Americans living paycheck to paycheck spent 62% of their stimulus payment in just two weeks. That compares with 35% for Americans who save most of their monthly income, the Fed researchers said. The data signals that targeting lower- and middle-income Americans with additional aid is the most efficient way to spur growth.
Wall Street is also optimistic Biden's bill can supercharge the climb to pre-pandemic strength. Morgan Stanley and UBS lifted their growth forecasts this week, citing the plan and its size for their rosier outlooks. The plan's passage and fast-acting effects on spending can bring US GDP to levels seen before the pandemic by the end of the month, economists at Morgan Stanley said.

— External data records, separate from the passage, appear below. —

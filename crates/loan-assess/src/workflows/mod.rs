pub mod assessment;
pub mod intake;
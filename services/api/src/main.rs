use loan_assess_api::run;

#[tokio::main]
async fn main() {
    if let Err(err) = run().await {
        eprintln!("application error: {err}");
        std::process::exit(1);
    }
}
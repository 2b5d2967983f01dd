use crate::workflows::assessment::domain::DocumentText;
use serde::{Deserialize, Deserializer};
use std::io::Read;

pub(crate) fn parse_documents<R: Read>(reader: R) -> Result<Vec<DocumentText>, csv::Error> {
    let mut csv_reader = csv::ReaderBuilder::new()
        .trim(csv::Trim::All)
        .from_reader(reader);
    let mut documents = Vec::new();

    for record in csv_reader.deserialize::<RecognizedTextRow>() {
        let row = record?;
        let text = row.recognized_text.unwrap_or_default();
        documents.push(DocumentText::new(row.file_name, text));
    }

    Ok(documents)
}

#[derive(Debug, Deserialize)]
struct RecognizedTextRow {
    #[serde(rename = "File Name")]
    file_name: String,
    #[serde(
        rename = "Recognized Text",
        default,
        deserialize_with = "empty_string_as_none"
    )]
    recognized_text: Option<String>,
}

fn empty_string_as_none<'de, D>(deserializer: D) -> Result<Option<String>, D::Error>
where
    D: Deserializer<'de>,
{
    let opt = Option::<String>::deserialize(deserializer)?;
    Ok(opt.filter(|value| !value.trim().is_empty()))
}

To be sure, the unprecedented amount of federal spending has racked up a similarly historic bill. Federal debt was expected to reach 102% of GDP this year even before Biden's plan was approved, the CBO said last month. The office also pegged the pre-stimulus budget deficit at $2.3 trillion, meaning the bill's passage stands to lift the shortfall to its largest level ever.
Yet officials at the Fed aren't immediately concerned with paying for the trillions of dollars in aid. The central bank has signaled it plans to hold interest rates near zero through 2023, ensuring that the cost the US pays to service its debt won't rise to dangerous levels.
Chair Jerome Powell reiterated to lawmakers in February that, though the debt can't remain at such elevated levels, Congress' focus should remain on reviving the economy.
"I think that we will need to get back on a sustainable fiscal path," Powell said while testifying to the Senate Banking Committee. "That's going to need to happen, but it doesn't have to happen now."